Give an example of an abelian group of order 4 in which every nonidentity element $x$ satisfies $x*x=e$.
Theorem Let $G$ (with operation $*$) y $H$ (with operation $\diamond$) be groups. Define an operation $\bullet$ on $G \times H$ by $(g,h) \bullet (g',h') = (g*g',h \diamond h')$. Then $G \times H$ is a group. If $G$ and $H$ are abelian, then so is $G \times H$. If $G$ and $H$ are finite, then so is $G \times H$ and $|G \times H|=|G||H|$.

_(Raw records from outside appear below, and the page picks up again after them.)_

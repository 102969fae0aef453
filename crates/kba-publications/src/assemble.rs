use lopdf::Document;
use lopdf::content::Operation;

use crate::decode::decode_row;
use crate::diagnostic::Diagnostic;
use crate::error::ParseError;
use crate::fragments::{extract_fragments, page_text};
use crate::glyph::GlyphDecoding;
use crate::model::{EnergySourceRecord, ParseResult, RecordSet, TableRecord, VehicleRecord};
use crate::options::{ParseOptions, Publication};
use crate::pdf_reader::{read_page_operations, selected_pages};
use crate::rows::cluster_rows;
use crate::schema::{ENERGY_SOURCE_SCHEMA, PageMarker, TableSchema, VEHICLE_SCHEMA};

#[derive(Debug, Clone, PartialEq, Eq)]
pub struct ParseReport {
    pub results: Vec<ParseResult>,
    pub diagnostics: Vec<Diagnostic>,
    pub page_count: usize,
    /// Pages that produced at least one row.
    pub table_pages: usize,
}

impl ParseReport {
    #[must_use]
    pub fn record_count(&self) -> usize {
        self.results.iter().map(|result| result.total).sum()
    }
}

#[derive(Debug, Clone, Copy, PartialEq, Eq)]
enum PageTable {
    Vehicles,
    EnergySources,
}

fn carries<F>(
    schema: &TableSchema<'_, F>,
    operations: &[Operation],
    decoding: GlyphDecoding,
) -> bool {
    match schema.marker {
        PageMarker::Any => true,
        marker => marker.matches(&page_text(operations, decoding)),
    }
}

fn page_table(operations: &[Operation], options: &ParseOptions) -> Option<PageTable> {
    let energy = || carries(&ENERGY_SOURCE_SCHEMA, operations, options.decoding);
    let vehicles = || carries(&VEHICLE_SCHEMA, operations, options.decoding);

    match options.publication {
        Publication::VehicleRegistry => vehicles().then_some(PageTable::Vehicles),
        Publication::TaxonomyDirectory => energy().then_some(PageTable::EnergySources),
        Publication::Auto => {
            if energy() {
                Some(PageTable::EnergySources)
            } else {
                vehicles().then_some(PageTable::Vehicles)
            }
        }
    }
}

pub(crate) fn collect_page<R: TableRecord>(
    page: u32,
    operations: &[Operation],
    schema: &TableSchema<'_, R::Field>,
    decoding: GlyphDecoding,
    records: &mut Vec<R>,
    diagnostics: &mut Vec<Diagnostic>,
) -> Result<usize, ParseError> {
    let fragments = extract_fragments(operations, schema, decoding)
        .map_err(|source| ParseError::OperandType { page, source })?;
    let rows = cluster_rows(fragments, schema.min_fragments);

    for (index, row) in rows.iter().enumerate() {
        let decoded = decode_row::<R>(row, schema.columns);
        for issue in decoded.issues {
            diagnostics.push(issue.into_diagnostic().with_page(page).with_row(index + 1));
        }
        records.push(decoded.record);
    }

    tracing::debug!(
        page,
        schema = schema.name,
        rows = rows.len(),
        "page parsed"
    );
    Ok(rows.len())
}

pub(crate) fn assemble_document(
    document: &Document,
    options: &ParseOptions,
) -> Result<ParseReport, ParseError> {
    let pages = selected_pages(document, options.pages.as_ref())?;

    let mut vehicles = Vec::<VehicleRecord>::new();
    let mut energy_sources = Vec::<EnergySourceRecord>::new();
    let mut diagnostics = Vec::new();
    let mut table_pages = 0;

    for &(page_no, page_id) in &pages {
        let operations = read_page_operations(document, page_no, page_id)?;
        let rows = match page_table(&operations, options) {
            Some(PageTable::Vehicles) => collect_page(
                page_no,
                &operations,
                &VEHICLE_SCHEMA,
                options.decoding,
                &mut vehicles,
                &mut diagnostics,
            )?,
            Some(PageTable::EnergySources) => collect_page(
                page_no,
                &operations,
                &ENERGY_SOURCE_SCHEMA,
                options.decoding,
                &mut energy_sources,
                &mut diagnostics,
            )?,
            None => {
                tracing::debug!(page = page_no, "page carries no known table");
                continue;
            }
        };
        if rows > 0 {
            table_pages += 1;
        }
    }

    let vehicle_result = |items: Vec<VehicleRecord>| {
        ParseResult::new(VehicleRecord::ENTITY_TYPE, RecordSet::Vehicles(items))
    };
    let energy_result = |items: Vec<EnergySourceRecord>| {
        ParseResult::new(
            EnergySourceRecord::ENTITY_TYPE,
            RecordSet::EnergySources(items),
        )
    };
    let results = match options.publication {
        Publication::VehicleRegistry => vec![vehicle_result(vehicles)],
        Publication::TaxonomyDirectory => vec![energy_result(energy_sources)],
        Publication::Auto => vec![vehicle_result(vehicles), energy_result(energy_sources)],
    };

    let report = ParseReport {
        results,
        diagnostics,
        page_count: pages.len(),
        table_pages,
    };
    tracing::info!(
        publication = options.publication.as_str(),
        pages = report.page_count,
        table_pages = report.table_pages,
        records = report.record_count(),
        diagnostics = report.diagnostics.len(),
        "document parsed"
    );
    Ok(report)
}
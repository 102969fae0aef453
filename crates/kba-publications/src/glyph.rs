use std::str::FromStr;

use encoding_rs::WINDOWS_1252;

#[derive(Debug, Clone, Copy, Default, PartialEq, Eq)]
pub enum GlyphDecoding {
    /// Every byte is taken as the Unicode scalar with the same value, so `0x80..=0x9F`
    /// come out as C1 control characters.
    #[default]
    Latin1,
    Windows1252,
}

impl GlyphDecoding {
    #[must_use]
    pub fn decode(self, bytes: &[u8]) -> String {
        match self {
            Self::Latin1 => bytes.iter().copied().map(char::from).collect(),
            Self::Windows1252 => WINDOWS_1252
                .decode_without_bom_handling(bytes)
                .0
                .into_owned(),
        }
    }
}

impl FromStr for GlyphDecoding {
    type Err = String;

    fn from_str(value: &str) -> Result<Self, Self::Err> {
        match value.trim().to_ascii_lowercase().as_str() {
            "latin1" | "latin-1" | "iso-8859-1" => Ok(Self::Latin1),
            "windows1252" | "windows-1252" | "cp1252" => Ok(Self::Windows1252),
            other => Err(format!(
                "unknown glyph decoding '{other}', expected latin1 or windows1252"
            )),
        }
    }
}
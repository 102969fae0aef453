use kba_publications::{Diagnostic, ParseResult};
use serde::{Deserialize, Serialize};

pub const RESULT_CACHE_KEY_PREFIX: &str = "parse:v1:";
pub const DEFAULT_MAX_UPLOAD_BYTES: usize = 10 * 1024 * 1024;
pub const DEFAULT_RESULT_CACHE_TTL_SECONDS: u32 = 6 * 60 * 60;

#[derive(Debug, Clone, Serialize, PartialEq, Eq)]
pub struct ParseResponse {
    pub success: bool,
    pub data: Vec<ParseResult>,
    #[serde(skip_serializing_if = "Vec::is_empty")]
    pub diagnostics: Vec<Diagnostic>,
}

#[derive(Debug, Clone, Serialize, Deserialize, PartialEq, Eq)]
pub struct VersionResponse {
    pub version: String,
}

#[derive(Debug, Clone, Serialize, Deserialize, PartialEq, Eq)]
pub struct ErrorResponse {
    pub code: String,
    pub message: String,
}
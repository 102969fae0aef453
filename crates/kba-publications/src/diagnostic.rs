use serde::Serialize;

#[derive(Debug, Clone, Copy, PartialEq, Eq, Serialize)]
#[serde(rename_all = "camelCase")]
pub enum DiagnosticCode {
    UnmappedColumn,
    InvalidInteger,
}

#[derive(Debug, Clone, PartialEq, Eq, Serialize)]
#[serde(rename_all = "camelCase")]
pub struct Diagnostic {
    pub code: DiagnosticCode,
    pub message: String,
    pub page: Option<u32>,
    pub row: Option<usize>,
    pub field: Option<&'static str>,
    pub anchor: Option<i32>,
    pub text: Option<String>,
}

impl Diagnostic {
    #[must_use]
    pub fn new(code: DiagnosticCode, message: impl Into<String>) -> Self {
        Self {
            code,
            message: message.into(),
            page: None,
            row: None,
            field: None,
            anchor: None,
            text: None,
        }
    }

    #[must_use]
    pub fn with_page(mut self, page: u32) -> Self {
        self.page = Some(page);
        self
    }

    #[must_use]
    pub fn with_row(mut self, row: usize) -> Self {
        self.row = Some(row);
        self
    }

    #[must_use]
    pub fn with_field(mut self, field: &'static str) -> Self {
        self.field = Some(field);
        self
    }

    #[must_use]
    pub fn with_anchor(mut self, anchor: i32) -> Self {
        self.anchor = Some(anchor);
        self
    }

    #[must_use]
    pub fn with_text(mut self, text: impl Into<String>) -> Self {
        self.text = Some(text.into());
        self
    }
}
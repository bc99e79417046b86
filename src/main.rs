fn main() -> anyhow::Result<()> {
    policy_scan_lib::run()
}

I do not know how to solve using the previous theorem. I showed it in a different way, and it is in the following way: As it is an Abelian group then we will have it.
- $b ∗ a = a ∗ b$
- $b ∗ [a ∗ e] = a ∗ b$
- $b ∗ [a ∗ (b ∗ b)] = a ∗ b$
- $b ∗ [(a ∗ b) ∗ b] = a ∗ b$
- $[b ∗ (a ∗ b)] ∗ b = a ∗ b$
- $b ∗ (a ∗ b) = a$
- $[e ∗ b] ∗ (a ∗ b) = a$
- $[(a ∗ a) ∗ b)] ∗ (a ∗ b) = a$
- $[a ∗ (a ∗ b)] ∗ (a ∗ b) = a$
- $a ∗ [(a ∗ b) ∗ (a ∗ b)] = a ∗ e$
- $(a ∗ b) ∗ (a ∗ b) = e$
- $x*x=e$
But my big doubt is: how to use the previous theorem?. and give an example.
You can apply the theorem with $G=H=\mathbb{Z}/2\mathbb{Z}$. Then $G\times H$ has the property that you are interested in.